:: Exercise data ::
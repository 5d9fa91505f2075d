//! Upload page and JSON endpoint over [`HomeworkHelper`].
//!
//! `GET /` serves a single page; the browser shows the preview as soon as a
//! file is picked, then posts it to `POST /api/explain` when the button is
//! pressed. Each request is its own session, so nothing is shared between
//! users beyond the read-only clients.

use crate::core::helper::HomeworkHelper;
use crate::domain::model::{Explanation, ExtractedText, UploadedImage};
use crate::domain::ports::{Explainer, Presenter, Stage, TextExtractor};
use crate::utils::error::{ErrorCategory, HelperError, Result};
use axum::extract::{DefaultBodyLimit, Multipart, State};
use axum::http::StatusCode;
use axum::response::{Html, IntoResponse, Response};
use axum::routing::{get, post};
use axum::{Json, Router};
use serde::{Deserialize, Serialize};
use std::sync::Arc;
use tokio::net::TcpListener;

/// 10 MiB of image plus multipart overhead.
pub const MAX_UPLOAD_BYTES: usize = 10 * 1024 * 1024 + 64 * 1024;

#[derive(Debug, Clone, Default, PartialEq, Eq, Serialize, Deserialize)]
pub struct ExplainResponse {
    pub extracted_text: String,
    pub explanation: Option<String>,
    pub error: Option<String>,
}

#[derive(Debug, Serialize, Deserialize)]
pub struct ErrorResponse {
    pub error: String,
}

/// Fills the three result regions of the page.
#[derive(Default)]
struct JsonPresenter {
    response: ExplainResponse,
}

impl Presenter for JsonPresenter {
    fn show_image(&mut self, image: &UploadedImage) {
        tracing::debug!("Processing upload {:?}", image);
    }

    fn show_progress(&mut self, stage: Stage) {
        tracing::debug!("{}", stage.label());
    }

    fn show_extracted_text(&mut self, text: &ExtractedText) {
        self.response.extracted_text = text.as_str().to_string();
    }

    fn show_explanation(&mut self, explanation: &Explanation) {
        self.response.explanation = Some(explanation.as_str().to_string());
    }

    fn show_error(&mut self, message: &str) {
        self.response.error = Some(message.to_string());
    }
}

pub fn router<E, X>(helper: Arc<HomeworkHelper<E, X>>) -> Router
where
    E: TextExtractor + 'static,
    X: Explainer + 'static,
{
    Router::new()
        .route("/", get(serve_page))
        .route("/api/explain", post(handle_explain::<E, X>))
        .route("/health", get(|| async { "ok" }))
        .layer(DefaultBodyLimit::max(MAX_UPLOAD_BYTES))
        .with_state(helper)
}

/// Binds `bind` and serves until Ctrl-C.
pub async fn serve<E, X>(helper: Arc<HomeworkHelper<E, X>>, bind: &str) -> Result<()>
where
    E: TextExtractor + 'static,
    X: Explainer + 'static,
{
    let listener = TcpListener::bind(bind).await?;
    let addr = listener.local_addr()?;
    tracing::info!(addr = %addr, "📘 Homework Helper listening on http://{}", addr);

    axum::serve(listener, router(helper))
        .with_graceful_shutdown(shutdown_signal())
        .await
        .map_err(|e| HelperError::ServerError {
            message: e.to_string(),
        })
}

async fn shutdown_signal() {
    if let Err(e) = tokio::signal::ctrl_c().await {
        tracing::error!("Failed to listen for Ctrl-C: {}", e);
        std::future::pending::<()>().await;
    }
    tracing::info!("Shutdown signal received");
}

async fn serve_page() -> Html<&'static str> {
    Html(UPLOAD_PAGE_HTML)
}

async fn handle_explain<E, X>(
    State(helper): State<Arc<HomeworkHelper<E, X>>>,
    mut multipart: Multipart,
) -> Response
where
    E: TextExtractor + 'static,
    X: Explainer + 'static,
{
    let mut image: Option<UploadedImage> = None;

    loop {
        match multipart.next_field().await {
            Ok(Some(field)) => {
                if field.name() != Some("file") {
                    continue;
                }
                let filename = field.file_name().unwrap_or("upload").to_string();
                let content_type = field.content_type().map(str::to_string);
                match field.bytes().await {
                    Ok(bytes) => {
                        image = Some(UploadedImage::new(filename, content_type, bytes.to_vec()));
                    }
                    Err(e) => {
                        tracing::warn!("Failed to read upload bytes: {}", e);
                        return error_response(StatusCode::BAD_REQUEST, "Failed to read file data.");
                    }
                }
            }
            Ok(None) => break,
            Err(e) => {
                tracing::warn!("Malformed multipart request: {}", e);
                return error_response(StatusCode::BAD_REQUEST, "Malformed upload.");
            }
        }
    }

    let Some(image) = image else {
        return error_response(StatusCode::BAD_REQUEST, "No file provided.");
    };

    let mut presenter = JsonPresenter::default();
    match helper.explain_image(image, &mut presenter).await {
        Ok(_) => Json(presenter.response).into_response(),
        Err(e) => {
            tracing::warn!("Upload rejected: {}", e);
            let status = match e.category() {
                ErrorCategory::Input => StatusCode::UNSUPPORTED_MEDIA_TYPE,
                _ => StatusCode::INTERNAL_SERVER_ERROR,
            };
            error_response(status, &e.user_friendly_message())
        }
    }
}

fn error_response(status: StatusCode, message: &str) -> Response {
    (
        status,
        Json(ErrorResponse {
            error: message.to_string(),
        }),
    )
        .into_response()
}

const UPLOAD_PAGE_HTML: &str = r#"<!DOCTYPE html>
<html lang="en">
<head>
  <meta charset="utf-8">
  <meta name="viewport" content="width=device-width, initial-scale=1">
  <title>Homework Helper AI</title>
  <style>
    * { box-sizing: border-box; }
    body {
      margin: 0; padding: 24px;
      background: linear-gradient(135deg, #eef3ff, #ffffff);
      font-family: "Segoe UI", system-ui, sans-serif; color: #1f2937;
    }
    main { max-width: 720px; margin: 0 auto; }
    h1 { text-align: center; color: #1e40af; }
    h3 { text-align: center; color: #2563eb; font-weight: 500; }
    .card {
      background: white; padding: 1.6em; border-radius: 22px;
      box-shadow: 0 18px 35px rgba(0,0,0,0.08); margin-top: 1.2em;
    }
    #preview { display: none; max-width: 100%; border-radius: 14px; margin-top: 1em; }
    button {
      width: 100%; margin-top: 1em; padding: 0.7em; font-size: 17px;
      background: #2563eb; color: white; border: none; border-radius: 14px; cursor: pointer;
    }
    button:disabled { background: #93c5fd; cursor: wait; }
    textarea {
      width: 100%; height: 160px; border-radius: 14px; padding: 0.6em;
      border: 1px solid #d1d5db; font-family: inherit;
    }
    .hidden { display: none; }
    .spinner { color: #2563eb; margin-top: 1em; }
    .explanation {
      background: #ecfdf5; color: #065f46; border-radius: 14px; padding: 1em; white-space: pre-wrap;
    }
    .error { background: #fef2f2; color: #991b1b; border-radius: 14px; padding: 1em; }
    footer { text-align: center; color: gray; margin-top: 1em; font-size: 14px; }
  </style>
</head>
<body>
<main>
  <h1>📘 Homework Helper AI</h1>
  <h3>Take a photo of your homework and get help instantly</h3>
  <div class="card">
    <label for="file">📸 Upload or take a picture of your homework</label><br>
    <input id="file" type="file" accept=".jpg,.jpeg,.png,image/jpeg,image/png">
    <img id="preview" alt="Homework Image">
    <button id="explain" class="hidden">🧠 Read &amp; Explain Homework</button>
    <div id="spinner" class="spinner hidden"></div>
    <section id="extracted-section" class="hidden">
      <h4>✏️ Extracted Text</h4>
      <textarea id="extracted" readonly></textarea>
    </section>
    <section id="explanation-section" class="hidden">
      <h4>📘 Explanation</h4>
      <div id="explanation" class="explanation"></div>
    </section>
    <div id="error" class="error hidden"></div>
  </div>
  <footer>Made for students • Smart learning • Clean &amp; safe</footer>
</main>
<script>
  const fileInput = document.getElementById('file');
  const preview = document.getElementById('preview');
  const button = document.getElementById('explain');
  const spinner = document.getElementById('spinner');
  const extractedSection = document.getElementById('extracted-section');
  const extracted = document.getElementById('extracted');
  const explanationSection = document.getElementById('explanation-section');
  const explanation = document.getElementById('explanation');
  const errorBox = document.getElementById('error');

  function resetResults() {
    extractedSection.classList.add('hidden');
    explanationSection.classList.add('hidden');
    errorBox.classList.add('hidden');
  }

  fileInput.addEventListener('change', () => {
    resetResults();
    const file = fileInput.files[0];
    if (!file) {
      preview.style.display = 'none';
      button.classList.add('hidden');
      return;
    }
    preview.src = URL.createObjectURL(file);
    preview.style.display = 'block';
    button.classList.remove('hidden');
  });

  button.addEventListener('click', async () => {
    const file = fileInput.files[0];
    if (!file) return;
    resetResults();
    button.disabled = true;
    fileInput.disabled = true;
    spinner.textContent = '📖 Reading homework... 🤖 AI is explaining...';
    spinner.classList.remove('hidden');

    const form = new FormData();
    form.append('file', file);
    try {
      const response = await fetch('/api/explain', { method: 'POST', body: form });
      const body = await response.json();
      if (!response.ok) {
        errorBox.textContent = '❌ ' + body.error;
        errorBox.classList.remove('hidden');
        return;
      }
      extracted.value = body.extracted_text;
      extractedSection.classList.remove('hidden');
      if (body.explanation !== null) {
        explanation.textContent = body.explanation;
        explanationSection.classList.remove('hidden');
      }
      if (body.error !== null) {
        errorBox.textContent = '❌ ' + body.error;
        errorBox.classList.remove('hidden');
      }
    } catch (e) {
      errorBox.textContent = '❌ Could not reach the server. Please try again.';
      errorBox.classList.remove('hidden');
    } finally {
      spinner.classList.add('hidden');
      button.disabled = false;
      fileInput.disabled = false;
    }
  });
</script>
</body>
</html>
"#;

:: Action item ::
Among the lines of the preceding data, which ones hold the word "StatusCode"? List them.

:: Task result ::
use axum::http::StatusCode;
                        return error_response(StatusCode::BAD_REQUEST, "Failed to read file data.");
                return error_response(StatusCode::BAD_REQUEST, "Malformed upload.");
        return error_response(StatusCode::BAD_REQUEST, "No file provided.");
                ErrorCategory::Input => StatusCode::UNSUPPORTED_MEDIA_TYPE,
                _ => StatusCode::INTERNAL_SERVER_ERROR,
fn error_response(status: StatusCode, message: &str) -> Response {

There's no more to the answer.